In 1942-46 they were not subject to any draft, and those who served as guerillas or in US or Philippine regular units were all volunteers. Several uncles fought as guerillas, though as far as I know none of them applied for benefits.
Only about 50% of those Filipinos who served on Bataan survived to be paroled by the Japanese. The rest died in battle, on the Death march, or, like a granduncle, from starvation and disease in the POW camps.
There is a very strong case from the Filipino point of view that it was US strategy that put the Philippines on the Japanese invasion route. If the Philippines had been fully independent without US forces it could have negotiated an arrangement with Japan as did Thailand or French Indo-China, and escaped the worst of the war.
Alternately the US could have avoided war with Japan altogether had it wanted to, and thus also spared the Philippines. Or it could have put the war off for several years anyway.
President Quezon spent 1941 tearing his hair out about Roosevelts provoking the Japanese with embargoes, etc. He was terrified - with good reason, seeing the disasters that war brought. The cost of US strategy (which was eminently justified in the big picture) was paid partly by a ruined Philippines with a million dead.
Japan attacked us, there was no reason to ‘put the war off for several years’. Doing so would not have made the situation any better
Why did Japan attack the US ?
a. Because it had been forced into a corner by US embargoes, of steel, oil, and eventually of credit, so that it could no longer trade to obtain raw materials. Its economy was facing collapse.
It had to choose between accepting Roosevelts ultimatums vs
continuing its war against China and its aggression against the European colonies in Asia.
If Roosevelt had let Japan do as it wished in Asia it would have happily done so without attacking the US or its Asian posessions.

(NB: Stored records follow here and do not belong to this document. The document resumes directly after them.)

//! Decoding and slicing of sharing-URL path segments.

use std::sync::OnceLock;

use percent_encoding::percent_decode_str;
use regex::Regex;

/// Marker segment that separates site structure from the document library.
const LIBRARY_MARKER: &str = "documents";

/// Upper bound on percent-decode passes for a single segment.
///
/// Sharing links produced by intermediate services are sometimes
/// double-encoded. Two passes cover that; the loop also stops as soon
/// as a pass changes nothing or fails to decode.
const MAX_DECODE_PASSES: usize = 2;

/// Decode one URL path segment into plain text.
///
/// Plus signs become spaces first, then percent-decoding is applied up
/// to [`MAX_DECODE_PASSES`] times. A pass that is a no-op or that
/// yields invalid UTF-8 ends the loop with the last good value.
pub(crate) fn decode_segment(raw: &str) -> String {
    let mut current = raw.replace('+', " ");
    for _ in 0..MAX_DECODE_PASSES {
        let decoded = match percent_decode_str(&current).decode_utf8() {
            Ok(decoded) => decoded.into_owned(),
            Err(_) => break,
        };
        if decoded == current {
            break;
        }
        current = decoded;
    }
    current
}

/// Slice decoded segments down to the part that names the document.
///
/// Everything up to and including the first case-insensitive
/// `"documents"` segment is site structure and is dropped. A second
/// `"documents"` segment directly after the marker is the library root
/// showing up twice and is dropped as well. Returns `None` when no
/// marker exists or nothing follows it.
pub(crate) fn relative_segments(segments: &[String]) -> Option<Vec<String>> {
    let marker = segments
        .iter()
        .position(|segment| segment.eq_ignore_ascii_case(LIBRARY_MARKER))?;
    let mut relative = segments[marker + 1..].to_vec();
    if relative
        .first()
        .is_some_and(|segment| segment.eq_ignore_ascii_case(LIBRARY_MARKER))
    {
        relative.remove(0);
    }
    if relative.is_empty() {
        None
    } else {
        Some(relative)
    }
}

/// Expand a relative sequence into the candidate orderings to probe.
///
/// The sequence itself always comes first. When the final segment
/// embeds a date (or, failing that, any digit) after a descriptive
/// prefix, a second variant splits that segment into a folder name and
/// a file name. Web front ends flatten `Folder Name/2024.03.15.docx`
/// into a single `Folder Name2024.03.15.docx` display segment, and the
/// split undoes that.
pub(crate) fn segment_variants(segments: &[String]) -> Vec<Vec<String>> {
    let mut variants = vec![segments.to_vec()];
    if let Some((folder, file)) = segments.last().and_then(|last| split_embedded_name(last)) {
        let mut split = segments[..segments.len() - 1].to_vec();
        split.push(folder);
        split.push(file);
        variants.push(split);
    }
    variants
}

/// Split a flattened segment into folder and file halves.
///
/// The split point is the start of a `YYYY?MM?DD` date match, or the
/// first digit when no date is present. A match at the very start of
/// the segment means there is no descriptive prefix to peel off, so no
/// split happens; likewise when either trimmed half ends up empty.
fn split_embedded_name(segment: &str) -> Option<(String, String)> {
    let at = date_start(segment).or_else(|| digit_start(segment))?;
    let folder = segment[..at].trim();
    let file = segment[at..].trim();
    if folder.is_empty() || file.is_empty() {
        return None;
    }
    Some((folder.to_string(), file.to_string()))
}

fn date_start(segment: &str) -> Option<usize> {
    static PATTERN: OnceLock<Regex> = OnceLock::new();
    let pattern = PATTERN
        .get_or_init(|| Regex::new(r"\d{4}[-._]\d{2}[-._]\d{2}").expect("date pattern compiles"));
    pattern.find(segment).map(|m| m.start()).filter(|&at| at > 0)
}

fn digit_start(segment: &str) -> Option<usize> {
    segment
        .char_indices()
        .find(|(_, c)| c.is_ascii_digit())
        .map(|(at, _)| at)
        .filter(|&at| at > 0)
}
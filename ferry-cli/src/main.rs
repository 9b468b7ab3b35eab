//! ferry CLI main entry point.

mod cli;
mod commands;
mod error;
mod utils;

use clap::Parser;
use cli::{Cli, Command};
use ferry::init_logger;
use utils::GlobalOptions;

fn main() {
    // Parse CLI arguments
    let cli = Cli::parse();

    // Initialize logging based on verbosity flags
    let _logger = init_logger(cli.verbose, cli.quiet);

    // Build global options shared by all commands
    let global = GlobalOptions {
        verbose: cli.verbose,
        quiet: cli.quiet,
        cloud_container: cli.cloud_container,
        config_dir: cli.config_dir,
    };

    // Dispatch to command implementations
    let result = match cli.command {
        Command::Resolve(cmd) => cmd.execute(&global),
        Command::OpenTarget(cmd) => cmd.execute(&global),
        Command::MapUrl(cmd) => cmd.execute(&global),
        Command::Apps(cmd) => cmd.execute(&global),
        Command::Script(cmd) => cmd.execute(&global),
        Command::Completions(cmd) => cmd.execute(&global),
    };

    // Handle errors with appropriate exit codes
    if let Err(e) = result {
        eprintln!("Error: {e}");
        std::process::exit(e.exit_code());
    }
}
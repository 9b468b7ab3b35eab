//! Common test utilities for integration tests.
//!
//! This module provides fixture helpers for building fake cloud-storage
//! containers with sync roots and synced files.

use std::fs;
use std::path::{Path, PathBuf};

use tempfile::TempDir;

/// A temporary cloud-storage container populated with sync roots.
///
/// The container directory is cleaned up when the fixture is dropped.
pub struct ContainerFixture {
    dir: TempDir,
}

#[allow(dead_code)]
impl ContainerFixture {
    /// Creates an empty container.
    ///
    /// # Panics
    ///
    /// Panics if the temporary directory cannot be created.
    pub fn new() -> Self {
        Self {
            dir: TempDir::new().expect("create temp container"),
        }
    }

    /// The container directory path.
    pub fn path(&self) -> &Path {
        self.dir.path()
    }

    /// Creates a sync root directory with the given name.
    pub fn add_root(&self, name: &str) -> PathBuf {
        let root = self.dir.path().join(name);
        fs::create_dir_all(&root).expect("create sync root");
        root
    }

    /// Creates a file (and its parent directories) below the container.
    pub fn add_file(&self, relative: &str) -> PathBuf {
        let path = self.dir.path().join(relative);
        if let Some(parent) = path.parent() {
            fs::create_dir_all(parent).expect("create parent directories");
        }
        fs::write(&path, b"fixture contents").expect("write fixture file");
        path
    }
}

impl Default for ContainerFixture {
    fn default() -> Self {
        Self::new()
    }
}
//! Scripts for file manager applications.
//!
//! File managers resolve to a folder: the selected item for Finder, or the
//! folder shown in the front window otherwise.

use super::running_guard;
use crate::app::FileManager;

/// Build the resolution script for a file manager.
pub(super) fn build(app: FileManager) -> String {
    let guard = running_guard(app.display_name());
    match app {
        // Selection wins over the window target so that a file selected on
        // the desktop resolves even with no window open.
        FileManager::Finder => format!(
            r#"{guard}
tell application "Finder"
    set sel to selection
    if (count of sel) > 0 then
        return POSIX path of (item 1 of sel as alias)
    end if
    if (count of windows) is 0 then error "No Finder window found"
    return POSIX path of (target of front window as alias)
end tell"#
        ),
        FileManager::QSpacePro => format!(
            r#"{guard}
tell application "QSpace Pro"
    if (count of windows) is 0 then error "No QSpace Pro window found"
    return path of current folder of front window
end tell"#
        ),
        FileManager::Bloom => format!(
            r#"{guard}
tell application "Bloom"
    if (count of windows) is 0 then error "No Bloom window found"
    return POSIX path of (folder of front window as alias)
end tell"#
        ),
    }
}

#[cfg(test)]
mod tests {
    use super::*;

    #[test]
    fn test_finder_prefers_selection() {
        let script = build(FileManager::Finder);
        let selection = script.find("selection").unwrap();
        let target = script.find("target of front window").unwrap();
        assert!(selection < target);
    }

    #[test]
    fn test_finder_window_guard() {
        let script = build(FileManager::Finder);
        assert!(script.contains("No Finder window found"));
        assert!(script.contains("POSIX path"));
    }

    #[test]
    fn test_qspace_reads_current_folder() {
        let script = build(FileManager::QSpacePro);
        assert!(script.contains(r#"tell application "QSpace Pro""#));
        assert!(script.contains("path of current folder of front window"));
        assert!(script.contains("No QSpace Pro window found"));
    }

    #[test]
    fn test_bloom_reads_window_folder() {
        let script = build(FileManager::Bloom);
        assert!(script.contains(r#"tell application "Bloom""#));
        assert!(script.contains("folder of front window"));
        assert!(script.contains("No Bloom window found"));
    }
}
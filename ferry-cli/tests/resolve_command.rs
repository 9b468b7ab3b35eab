//! Integration tests for the `resolve` command.
//!
//! Live resolution needs a macOS host with running applications, so
//! these tests focus on argument validation and the platform guard
//! that fires everywhere else.

use predicates::prelude::*;

mod common;
use common::TestEnv;

/// Test that an unknown application is rejected with exit code 4.
#[test]
fn test_resolve_unknown_application() {
    let env = TestEnv::new();

    env.command()
        .args(["resolve", "Emacs"])
        .assert()
        .failure()
        .code(4)
        .stderr(predicate::str::contains("unknown application 'Emacs'"));
}

/// Test that the application argument is required.
#[test]
fn test_resolve_requires_application() {
    let env = TestEnv::new();

    env.command()
        .arg("resolve")
        .assert()
        .failure()
        .stderr(predicate::str::contains("required"));
}

/// Test that an unsupported output format is rejected.
#[test]
fn test_resolve_invalid_format() {
    let env = TestEnv::new();

    env.command()
        .args(["resolve", "Finder", "--format", "yaml"])
        .assert()
        .failure()
        .stderr(predicate::str::contains("invalid value"));
}

/// Test that resolution refuses to run off macOS with exit code 2.
#[cfg(not(target_os = "macos"))]
#[test]
fn test_resolve_fails_off_macos() {
    let env = TestEnv::new();

    env.command()
        .args(["resolve", "Finder"])
        .assert()
        .failure()
        .code(2)
        .stderr(predicate::str::contains(
            "automation is only supported on macOS",
        ));
}

/// Test that the platform guard fires before any output format work.
#[cfg(not(target_os = "macos"))]
#[test]
fn test_resolve_json_fails_off_macos() {
    let env = TestEnv::new();

    env.command()
        .args(["resolve", "Preview", "--format", "json"])
        .assert()
        .failure()
        .code(2);
}

/// Test that lenient application names reach the resolver.
///
/// The platform guard firing (rather than an argument error) proves the
/// name lookup accepted the spelling.
#[cfg(not(target_os = "macos"))]
#[test]
fn test_resolve_accepts_lenient_names() {
    let env = TestEnv::new();

    env.command()
        .args(["resolve", "visual-studio-code"])
        .assert()
        .failure()
        .code(2);
}
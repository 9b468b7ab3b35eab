//! Shell completion generation command.
//!
//! This module provides the `completions` command which generates shell completion
//! scripts for bash, zsh, fish, and PowerShell.

use crate::cli::Cli;
use crate::error::CliError;
use crate::utils::GlobalOptions;
use clap::{CommandFactory, Parser};
use clap_complete::{generate, Shell};
use std::io;

/// Name of the installed binary, which differs from the package name
const BIN_NAME: &str = "ferry";

/// Generate shell completion scripts
#[derive(Parser)]
pub struct CompletionsCommand {
    /// Shell to generate completions for
    #[arg(value_enum)]
    pub shell: Shell,
}

impl CompletionsCommand {
    /// Execute the completions command.
    pub fn execute(&self, _global: &GlobalOptions) -> Result<(), CliError> {
        let mut cmd = Cli::command();
        let bin_name = BIN_NAME;

        eprintln!("# Generating {} completion script", self.shell);
        eprintln!("# Run the following command to enable completions:");

        match self.shell {
            Shell::Bash => {
                eprintln!(
                    "#   ferry completions bash > ~/.local/share/bash-completion/completions/ferry"
                );
                eprintln!("# Or source it directly in ~/.bashrc:");
                eprintln!("#   eval \"$(ferry completions bash)\"");
            }
            Shell::Zsh => {
                eprintln!("#   ferry completions zsh > ~/.zsh/completions/_ferry");
                eprintln!("# Make sure ~/.zsh/completions is in your $fpath");
                eprintln!("# Or add to ~/.zshrc:");
                eprintln!("#   eval \"$(ferry completions zsh)\"");
            }
            Shell::Fish => {
                eprintln!("#   ferry completions fish > ~/.config/fish/completions/ferry.fish");
                eprintln!("# Or add to config.fish:");
                eprintln!("#   ferry completions fish | source");
            }
            Shell::PowerShell => {
                eprintln!("#   ferry completions powershell > $PROFILE");
                eprintln!("# Or run:");
                eprintln!("#   ferry completions powershell | Out-String | Invoke-Expression");
            }
            Shell::Elvish => {
                // Elvish included by default in clap_complete but no custom instructions needed
            }
            _ => {
                // Future shells added to clap_complete
            }
        }

        eprintln!();

        generate(self.shell, &mut cmd, bin_name, &mut io::stdout());

        Ok(())
    }
}
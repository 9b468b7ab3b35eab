//! Implementation of the `script` command.

use clap::Args;

use crate::error::CliError;
use crate::utils::{parse_app, GlobalOptions};
use ferry::build_script;

/// Print the script used to interrogate an application.
///
/// Useful for auditing what would be sent to the scripting bridge, or
/// for pasting into Script Editor when debugging a misbehaving
/// application.
#[derive(Args)]
pub struct ScriptCommand {
    /// Application whose script to print
    #[arg(value_name = "APP")]
    pub app: String,
}

impl ScriptCommand {
    /// Execute the script command.
    pub fn execute(self, _global: &GlobalOptions) -> Result<(), CliError> {
        let app = parse_app(&self.app)?;
        println!("{}", build_script(app));
        Ok(())
    }
}
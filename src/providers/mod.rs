//! Collaborator contracts the pipeline consumes.
//!
//! The workflow engine only talks to these traits. Langbase-backed
//! implementations live in [`langbase`]; tests plug in fakes or mocks.

mod langbase;

pub use langbase::{LangbaseClassifier, LangbaseExpander, LangbaseMemorySearch, LangbaseReasoner};

use async_trait::async_trait;
use serde::{Deserialize, Serialize};

use crate::cache::contains_phrase;
use crate::error::ProviderResult;
use crate::types::{Classification, Fragment, Query, QueryCategory, QueryVariant};

/// One search call against the external provider.
#[derive(Debug, Clone, PartialEq, Serialize, Deserialize)]
pub struct SearchRequest {
    pub query: String,
    pub top_k: usize,
    /// Adapted internal threshold; never the raw user expectation
    pub score_floor: f64,
    #[serde(skip_serializing_if = "Option::is_none")]
    pub document_ids: Option<Vec<String>>,
    #[serde(skip_serializing_if = "Option::is_none")]
    pub user_id: Option<String>,
}

/// Produces a category and confidence for a query.
#[cfg_attr(test, mockall::automock)]
#[async_trait]
pub trait QueryClassifier: Send + Sync {
    async fn classify(&self, query: &Query) -> ProviderResult<Classification>;
}

/// Rephrases a query into alternative variants. May return none.
#[cfg_attr(test, mockall::automock)]
#[async_trait]
pub trait QueryExpander: Send + Sync {
    async fn expand(&self, query: &Query) -> ProviderResult<Vec<QueryVariant>>;
}

/// Similarity search over indexed fragments. Must be safe to call concurrently.
#[cfg_attr(test, mockall::automock)]
#[async_trait]
pub trait SearchProvider: Send + Sync {
    async fn search(&self, request: &SearchRequest) -> ProviderResult<Vec<Fragment>>;
}

/// Downstream answer strategies. Exactly one is invoked per run.
#[cfg_attr(test, mockall::automock)]
#[async_trait]
pub trait ReasoningStrategies: Send + Sync {
    async fn reason_factual(
        &self,
        query: &Query,
        fragments: &[Fragment],
        classification: &Classification,
    ) -> ProviderResult<String>;

    async fn reason_counterfactual(
        &self,
        query: &Query,
        fragments: &[Fragment],
        classification: &Classification,
    ) -> ProviderResult<String>;

    async fn reason_temporal(
        &self,
        query: &Query,
        fragments: &[Fragment],
        classification: &Classification,
    ) -> ProviderResult<String>;

    async fn reason_fallback_knowledge(
        &self,
        query: &Query,
        classification: &Classification,
    ) -> ProviderResult<String>;
}

const COUNTERFACTUAL_MARKERS: &[&str] = &[
    "what if",
    "what would happen",
    "suppose",
    "imagine",
    "would have",
    "had not",
    "hypothetically",
];

const TEMPORAL_MARKERS: &[&str] = &[
    "when",
    "before",
    "after",
    "timeline",
    "history",
    "over time",
    "evolve",
    "changed",
    "since",
    "until",
];

const ANALYTICAL_MARKERS: &[&str] = &[
    "compare",
    "comparison",
    "difference",
    "differ",
    "versus",
    "vs",
    "pros and cons",
    "analyze",
    "analyse",
    "trade-off",
];

const CONVERSATIONAL: &[&str] = &["hi", "hello", "hey", "thanks", "thank you", "ok", "okay"];

/// Keyword heuristics used when no model-backed classifier is configured.
#[derive(Debug, Clone, Copy, Default)]
pub struct RuleBasedClassifier;

impl RuleBasedClassifier {
    pub fn new() -> Self {
        Self
    }

    /// Classify without any I/O.
    pub fn classify_text(&self, text: &str) -> Classification {
        let bare = text.trim().to_lowercase();
        let bare = bare.trim_end_matches(['!', '.', '?']);

        if CONVERSATIONAL.contains(&bare) {
            return Classification::new(QueryCategory::Factual, 0.9, "Conversational message")
                .with_retrieval(false);
        }

        let matches = |markers: &[&str]| markers.iter().any(|m| contains_phrase(text, m));

        let (category, rationale) = if matches(COUNTERFACTUAL_MARKERS) {
            (QueryCategory::Counterfactual, "Hypothetical phrasing detected")
        } else if matches(ANALYTICAL_MARKERS) {
            (QueryCategory::Analytical, "Comparison phrasing detected")
        } else if matches(TEMPORAL_MARKERS) {
            (QueryCategory::Temporal, "Time-related phrasing detected")
        } else {
            return Classification::rule_based_default();
        };

        Classification::new(category, 0.6, rationale)
    }
}

#[async_trait]
impl QueryClassifier for RuleBasedClassifier {
    async fn classify(&self, query: &Query) -> ProviderResult<Classification> {
        Ok(self.classify_text(&query.text))
    }
}
//! Command-line interface.
//!
//! `ask` runs a single question; `repl` reads one question per line from
//! stdin and keeps the session (and its caches) across questions.

use clap::{Args, Parser, Subcommand};
use tokio::io::{AsyncBufReadExt, AsyncWriteExt, BufReader};
use tracing::warn;
use uuid::Uuid;

use crate::types::Query;
use crate::workflow::{PipelineResult, WorkflowConfig, WorkflowEngine};

/// Answer questions over your Langbase memories.
#[derive(Parser, Debug)]
#[command(name = "langbase-rag-orchestrator", version, about)]
pub struct Cli {
    #[command(subcommand)]
    pub command: Commands,
}

#[derive(Subcommand, Debug, Clone)]
pub enum Commands {
    /// Answer one question and print the result as JSON
    Ask {
        /// The question to answer
        question: String,

        #[command(flatten)]
        options: RunOptions,
    },

    /// Interactive session: one question per line, `:stats`, `:clear` and `:quit`
    Repl {
        #[command(flatten)]
        options: RunOptions,
    },
}

/// Options shared by every command that runs the pipeline.
#[derive(Args, Debug, Clone, Default)]
pub struct RunOptions {
    /// Session id; a fresh one is generated when omitted
    #[arg(long)]
    pub session: Option<String>,

    /// Restrict retrieval to these document ids (comma separated)
    #[arg(long, value_delimiter = ',')]
    pub documents: Vec<String>,

    /// Minimum match expectation, as a fraction (0.9) or percentage (90)
    #[arg(long)]
    pub min_match: Option<f64>,

    /// Maximum number of fragments to ground the answer on
    #[arg(long)]
    pub max_fragments: Option<usize>,

    /// Owner of the documents being searched
    #[arg(long)]
    pub user: Option<String>,

    /// Omit stage traces from the output
    #[arg(long)]
    pub no_trace: bool,

    /// Skip query expansion
    #[arg(long)]
    pub no_expand: bool,

    /// Keep full stage payloads in traces
    #[arg(long)]
    pub debug: bool,
}

impl RunOptions {
    /// Session id for this invocation.
    pub fn session_id(&self) -> String {
        self.session
            .clone()
            .unwrap_or_else(|| Uuid::new_v4().to_string())
    }

    /// Workflow options with command-line overrides applied.
    pub fn workflow(&self, base: &WorkflowConfig) -> WorkflowConfig {
        WorkflowConfig {
            tracing: base.tracing && !self.no_trace,
            expand_queries: base.expand_queries && !self.no_expand,
            debug: base.debug || self.debug,
            max_fragments: self.max_fragments.unwrap_or(base.max_fragments).max(1),
            stage_timeout: base.stage_timeout,
        }
    }

    /// Build a query for `text` in `session_id`.
    pub fn query(&self, text: &str, session_id: &str) -> Query {
        let mut query = Query::new(text.trim(), session_id);
        if !self.documents.is_empty() {
            query = query.with_documents(self.documents.clone());
        }
        if let Some(min_match) = self.min_match {
            query = query.with_min_match(min_match);
        }
        if let Some(max) = self.max_fragments {
            query = query.with_max_results(max);
        }
        if let Some(user) = &self.user {
            query = query.with_user(user.clone());
        }
        query
    }
}

/// Result of CLI command execution.
pub struct CliResult {
    /// Exit code (0 = success)
    pub exit_code: i32,
    /// Output message
    pub message: String,
}

impl CliResult {
    pub fn success(message: impl Into<String>) -> Self {
        Self {
            exit_code: 0,
            message: message.into(),
        }
    }

    pub fn error(message: impl Into<String>) -> Self {
        Self {
            exit_code: 1,
            message: message.into(),
        }
    }
}

/// Execute a CLI command against a configured engine.
pub async fn execute_command(
    command: Commands,
    engine: &WorkflowEngine,
    defaults: &WorkflowConfig,
) -> CliResult {
    match command {
        Commands::Ask { question, options } => execute_ask(engine, defaults, &question, &options).await,
        Commands::Repl { options } => execute_repl(engine, defaults, &options).await,
    }
}

async fn execute_ask(
    engine: &WorkflowEngine,
    defaults: &WorkflowConfig,
    question: &str,
    options: &RunOptions,
) -> CliResult {
    if question.trim().is_empty() {
        return CliResult::error("Question must not be empty");
    }
    let session_id = options.session_id();
    let result = engine
        .run_pipeline(options.query(question, &session_id), &options.workflow(defaults))
        .await;
    render(&result)
}

async fn execute_repl(
    engine: &WorkflowEngine,
    defaults: &WorkflowConfig,
    options: &RunOptions,
) -> CliResult {
    let session_id = options.session_id();
    let config = options.workflow(defaults);
    let mut lines = BufReader::new(tokio::io::stdin()).lines();
    let mut stdout = tokio::io::stdout();
    let mut failures = 0usize;

    loop {
        let line = match lines.next_line().await {
            Ok(Some(line)) => line,
            Ok(None) => break,
            Err(e) => return CliResult::error(format!("Failed to read stdin: {}", e)),
        };

        let output = match line.trim() {
            "" => continue,
            ":quit" | ":q" => break,
            ":stats" => match serde_json::to_string_pretty(&engine.cache().stats().await) {
                Ok(json) => json,
                Err(e) => format!("Failed to render cache stats: {}", e),
            },
            ":clear" => {
                let removed = engine.cache().clear_session(&session_id).await;
                format!("Cleared {} cached entries for session {}", removed, session_id)
            }
            question => {
                let result = engine
                    .run_pipeline(options.query(question, &session_id), &config)
                    .await;
                let rendered = render(&result);
                if rendered.exit_code != 0 {
                    failures += 1;
                }
                rendered.message
            }
        };

        if let Err(e) = stdout.write_all(format!("{}\n", output).as_bytes()).await {
            warn!(error = %e, "Failed to write to stdout");
            break;
        }
        let _ = stdout.flush().await;
    }

    CliResult::success(format!(
        "Session {} ended ({} halted runs)",
        session_id, failures
    ))
}

/// Pretty JSON for a result; a halted run exits non-zero.
fn render(result: &PipelineResult) -> CliResult {
    match serde_json::to_string_pretty(result) {
        Ok(json) if result.error.is_some() => CliResult::error(json),
        Ok(json) => CliResult::success(json),
        Err(e) => CliResult::error(format!("Failed to render result: {}", e)),
    }
}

That would have been better for the Philippines but much worse for the world. The Philippines paid dearly.
The volcano threw the US out - or rather, the US chose to leave, post-volcano.
The Filipinos were all for the US staying, save for a noisy few. I saw Philippine polls throughout 1991 that had 80%+ in favor of the US bases.
I bet those Filipino polls were not reported by the US media, which no doubt concentrated on the nastiest anti-American leftists it could find to represent the Filipino point of view.
Did you miss this?
“Under U.S. law during the war, Filipino veterans were entitled to U.S. military veteran benefits. But after the Philippines gained independence in 1946, Congress passed the 1946 Rescission Act, stripping the Filipinos who had served in World War II of their U.S. veteran status.”
FRENCH “resistance” units obviously wouldn’t be entitled to U.S. benefits anymore than, say, British vets. That’s because they weren’t fighting on behalf of the U.S. as part of U.S. military units. The Filipinos were.
happily continued the rape of Manchuria and pillaging of the weaker nations. That was the reason for the embargoes, but lets act like history starts with those. Japan was not an innocent bystander by any stretch of the imagination and it was using an attack on Pearl Harbor as a training tool for a decade before the actual attack.
Yup.
You’d be surprised to hear how many people think Japan just whacked us out of the blue just for spite. While it’s true that a conflict between the U.S. and Japan was becoming increasingly likely given both countries’ desire for hegemony in the Pacific, Japan was prompted to attack for the reasons you gave.
You don’t attack a vastly more powerful enemy, particularly while engaged with other countries, without a good reason.
Ex-Royal Laos get VA benefits. Why not these old timers from the PI ?
That would have been better for the Philippines but much worse for the world. The Philippines paid dearly.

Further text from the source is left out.